→ **Work required**: Keep each line of the material that includes "RawQual", and leave out the rest.

→ **Material shown**:
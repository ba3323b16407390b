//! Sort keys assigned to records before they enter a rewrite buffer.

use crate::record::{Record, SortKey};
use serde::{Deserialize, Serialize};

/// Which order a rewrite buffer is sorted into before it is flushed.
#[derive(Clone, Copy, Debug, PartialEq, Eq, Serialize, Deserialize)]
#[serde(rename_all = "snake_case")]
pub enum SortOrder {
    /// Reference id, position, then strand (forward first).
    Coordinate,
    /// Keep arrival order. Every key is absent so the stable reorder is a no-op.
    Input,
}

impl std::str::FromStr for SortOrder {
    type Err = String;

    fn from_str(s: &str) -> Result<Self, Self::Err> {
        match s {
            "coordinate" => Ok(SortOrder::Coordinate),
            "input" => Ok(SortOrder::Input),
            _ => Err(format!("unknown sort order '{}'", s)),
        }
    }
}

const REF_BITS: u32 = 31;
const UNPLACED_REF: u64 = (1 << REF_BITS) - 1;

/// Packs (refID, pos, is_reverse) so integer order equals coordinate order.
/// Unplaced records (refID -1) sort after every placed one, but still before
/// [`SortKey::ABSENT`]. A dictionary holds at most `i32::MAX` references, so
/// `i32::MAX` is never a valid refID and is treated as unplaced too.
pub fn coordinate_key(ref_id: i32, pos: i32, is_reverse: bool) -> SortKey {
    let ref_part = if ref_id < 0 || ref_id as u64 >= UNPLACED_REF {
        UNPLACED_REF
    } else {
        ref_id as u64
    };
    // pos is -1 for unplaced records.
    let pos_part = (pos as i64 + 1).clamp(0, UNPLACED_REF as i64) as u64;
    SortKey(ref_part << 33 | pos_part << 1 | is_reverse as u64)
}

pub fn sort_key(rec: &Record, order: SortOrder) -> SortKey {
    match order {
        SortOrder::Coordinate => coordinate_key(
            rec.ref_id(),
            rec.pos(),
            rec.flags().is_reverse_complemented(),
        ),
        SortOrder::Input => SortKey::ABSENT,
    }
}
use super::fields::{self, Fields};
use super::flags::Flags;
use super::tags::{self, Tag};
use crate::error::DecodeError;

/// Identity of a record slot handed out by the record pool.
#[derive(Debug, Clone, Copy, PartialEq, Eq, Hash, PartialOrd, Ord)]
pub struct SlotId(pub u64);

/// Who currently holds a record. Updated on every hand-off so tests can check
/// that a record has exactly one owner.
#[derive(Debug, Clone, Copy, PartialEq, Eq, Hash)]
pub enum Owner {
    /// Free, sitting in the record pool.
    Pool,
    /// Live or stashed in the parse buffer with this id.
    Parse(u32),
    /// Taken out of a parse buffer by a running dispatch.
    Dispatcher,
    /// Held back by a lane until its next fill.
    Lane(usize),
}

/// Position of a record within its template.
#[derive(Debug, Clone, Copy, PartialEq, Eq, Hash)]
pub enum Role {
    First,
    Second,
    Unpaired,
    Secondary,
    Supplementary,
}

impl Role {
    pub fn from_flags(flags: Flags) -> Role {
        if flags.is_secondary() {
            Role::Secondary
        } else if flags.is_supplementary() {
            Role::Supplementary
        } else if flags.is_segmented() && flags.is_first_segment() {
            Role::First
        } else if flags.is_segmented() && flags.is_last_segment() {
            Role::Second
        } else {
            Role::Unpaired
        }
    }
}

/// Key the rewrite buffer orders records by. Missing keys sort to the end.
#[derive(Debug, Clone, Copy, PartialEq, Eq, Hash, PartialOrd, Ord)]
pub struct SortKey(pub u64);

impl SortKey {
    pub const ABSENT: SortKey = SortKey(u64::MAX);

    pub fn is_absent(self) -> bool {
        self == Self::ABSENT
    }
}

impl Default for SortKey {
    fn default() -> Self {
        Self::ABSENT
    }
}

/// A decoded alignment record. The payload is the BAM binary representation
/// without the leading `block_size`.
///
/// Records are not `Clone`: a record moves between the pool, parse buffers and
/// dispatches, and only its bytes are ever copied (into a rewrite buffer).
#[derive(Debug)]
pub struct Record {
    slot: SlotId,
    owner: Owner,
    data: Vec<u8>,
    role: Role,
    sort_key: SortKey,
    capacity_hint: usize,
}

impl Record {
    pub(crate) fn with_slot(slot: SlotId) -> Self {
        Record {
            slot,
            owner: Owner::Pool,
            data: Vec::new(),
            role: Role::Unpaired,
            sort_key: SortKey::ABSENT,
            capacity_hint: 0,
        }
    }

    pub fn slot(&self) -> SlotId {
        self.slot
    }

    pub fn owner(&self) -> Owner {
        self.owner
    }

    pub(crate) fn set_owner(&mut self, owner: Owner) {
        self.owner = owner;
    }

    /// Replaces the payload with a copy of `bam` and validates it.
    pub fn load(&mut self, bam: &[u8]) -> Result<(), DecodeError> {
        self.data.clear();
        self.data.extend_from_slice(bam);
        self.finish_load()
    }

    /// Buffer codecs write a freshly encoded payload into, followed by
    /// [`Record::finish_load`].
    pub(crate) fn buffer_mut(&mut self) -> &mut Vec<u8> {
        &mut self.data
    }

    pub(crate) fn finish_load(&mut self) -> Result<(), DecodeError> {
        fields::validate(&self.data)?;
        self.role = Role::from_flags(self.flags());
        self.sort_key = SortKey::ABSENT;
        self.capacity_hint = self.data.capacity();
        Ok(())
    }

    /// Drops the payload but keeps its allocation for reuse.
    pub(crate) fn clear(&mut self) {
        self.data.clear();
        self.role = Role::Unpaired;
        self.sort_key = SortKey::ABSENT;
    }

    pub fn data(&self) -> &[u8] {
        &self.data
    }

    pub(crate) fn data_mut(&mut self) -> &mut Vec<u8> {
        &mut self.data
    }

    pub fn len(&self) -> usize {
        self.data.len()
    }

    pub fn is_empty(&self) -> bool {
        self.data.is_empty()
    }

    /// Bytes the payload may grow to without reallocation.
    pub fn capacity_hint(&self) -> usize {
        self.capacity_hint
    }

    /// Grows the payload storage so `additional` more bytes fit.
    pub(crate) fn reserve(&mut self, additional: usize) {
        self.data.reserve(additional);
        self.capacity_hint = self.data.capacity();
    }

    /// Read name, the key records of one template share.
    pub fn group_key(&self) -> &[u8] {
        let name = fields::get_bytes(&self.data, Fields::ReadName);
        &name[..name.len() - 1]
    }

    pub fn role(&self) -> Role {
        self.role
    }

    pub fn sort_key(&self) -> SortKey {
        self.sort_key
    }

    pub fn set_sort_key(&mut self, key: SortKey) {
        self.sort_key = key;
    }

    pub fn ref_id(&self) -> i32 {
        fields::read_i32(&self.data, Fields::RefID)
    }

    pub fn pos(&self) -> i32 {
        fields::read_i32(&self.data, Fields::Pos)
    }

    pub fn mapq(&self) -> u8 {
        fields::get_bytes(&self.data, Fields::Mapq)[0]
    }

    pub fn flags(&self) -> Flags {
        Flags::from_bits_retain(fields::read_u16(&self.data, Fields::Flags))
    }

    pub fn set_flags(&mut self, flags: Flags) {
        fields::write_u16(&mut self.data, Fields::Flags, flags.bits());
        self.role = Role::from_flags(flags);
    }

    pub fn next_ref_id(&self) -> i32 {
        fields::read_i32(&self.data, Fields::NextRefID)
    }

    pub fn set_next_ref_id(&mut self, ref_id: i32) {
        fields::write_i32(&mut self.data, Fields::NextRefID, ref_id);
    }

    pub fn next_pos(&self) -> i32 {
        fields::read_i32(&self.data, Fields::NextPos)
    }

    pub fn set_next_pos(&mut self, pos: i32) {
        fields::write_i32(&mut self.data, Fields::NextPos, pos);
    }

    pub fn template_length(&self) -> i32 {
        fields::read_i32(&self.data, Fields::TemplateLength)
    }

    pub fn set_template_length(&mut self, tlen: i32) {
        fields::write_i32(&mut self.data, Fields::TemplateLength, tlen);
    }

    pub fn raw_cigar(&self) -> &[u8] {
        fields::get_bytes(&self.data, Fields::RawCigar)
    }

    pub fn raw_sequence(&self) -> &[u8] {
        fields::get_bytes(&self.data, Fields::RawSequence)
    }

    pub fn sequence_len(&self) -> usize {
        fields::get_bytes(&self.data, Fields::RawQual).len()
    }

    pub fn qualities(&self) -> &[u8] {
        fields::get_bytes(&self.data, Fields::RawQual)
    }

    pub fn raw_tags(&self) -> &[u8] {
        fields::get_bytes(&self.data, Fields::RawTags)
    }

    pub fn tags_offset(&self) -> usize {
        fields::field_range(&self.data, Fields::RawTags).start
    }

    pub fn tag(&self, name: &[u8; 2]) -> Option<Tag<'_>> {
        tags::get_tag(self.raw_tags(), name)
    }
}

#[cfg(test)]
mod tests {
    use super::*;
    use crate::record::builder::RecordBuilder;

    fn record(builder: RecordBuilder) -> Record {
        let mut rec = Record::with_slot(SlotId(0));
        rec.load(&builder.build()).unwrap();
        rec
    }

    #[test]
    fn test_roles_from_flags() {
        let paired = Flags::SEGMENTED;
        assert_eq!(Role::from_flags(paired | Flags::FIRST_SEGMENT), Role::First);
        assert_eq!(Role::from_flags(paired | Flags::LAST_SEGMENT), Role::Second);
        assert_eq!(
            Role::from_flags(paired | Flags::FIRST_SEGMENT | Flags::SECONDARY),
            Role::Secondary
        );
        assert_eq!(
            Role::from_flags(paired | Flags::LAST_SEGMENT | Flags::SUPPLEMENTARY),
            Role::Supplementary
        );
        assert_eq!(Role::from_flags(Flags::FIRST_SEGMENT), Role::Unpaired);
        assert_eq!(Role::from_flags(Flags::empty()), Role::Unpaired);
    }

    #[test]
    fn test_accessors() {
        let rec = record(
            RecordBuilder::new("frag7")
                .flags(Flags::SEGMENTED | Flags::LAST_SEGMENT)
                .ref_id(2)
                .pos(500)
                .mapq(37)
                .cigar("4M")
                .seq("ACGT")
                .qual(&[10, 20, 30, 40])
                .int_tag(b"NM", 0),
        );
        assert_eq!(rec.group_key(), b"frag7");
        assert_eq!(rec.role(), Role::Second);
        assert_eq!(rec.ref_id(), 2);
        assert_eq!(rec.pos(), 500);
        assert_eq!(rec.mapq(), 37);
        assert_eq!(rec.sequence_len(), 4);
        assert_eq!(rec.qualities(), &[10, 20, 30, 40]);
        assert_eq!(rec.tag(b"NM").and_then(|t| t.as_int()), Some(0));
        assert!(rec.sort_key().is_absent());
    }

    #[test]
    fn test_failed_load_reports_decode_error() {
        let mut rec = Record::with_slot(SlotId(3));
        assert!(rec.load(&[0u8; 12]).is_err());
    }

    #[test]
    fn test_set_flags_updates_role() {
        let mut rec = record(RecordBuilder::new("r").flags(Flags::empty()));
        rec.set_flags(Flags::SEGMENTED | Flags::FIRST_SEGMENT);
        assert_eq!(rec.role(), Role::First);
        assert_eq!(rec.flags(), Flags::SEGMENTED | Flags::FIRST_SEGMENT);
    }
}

→ **Answer to this exercise**:
        fields::get_bytes(&self.data, Fields::RawQual).len()
        fields::get_bytes(&self.data, Fields::RawQual)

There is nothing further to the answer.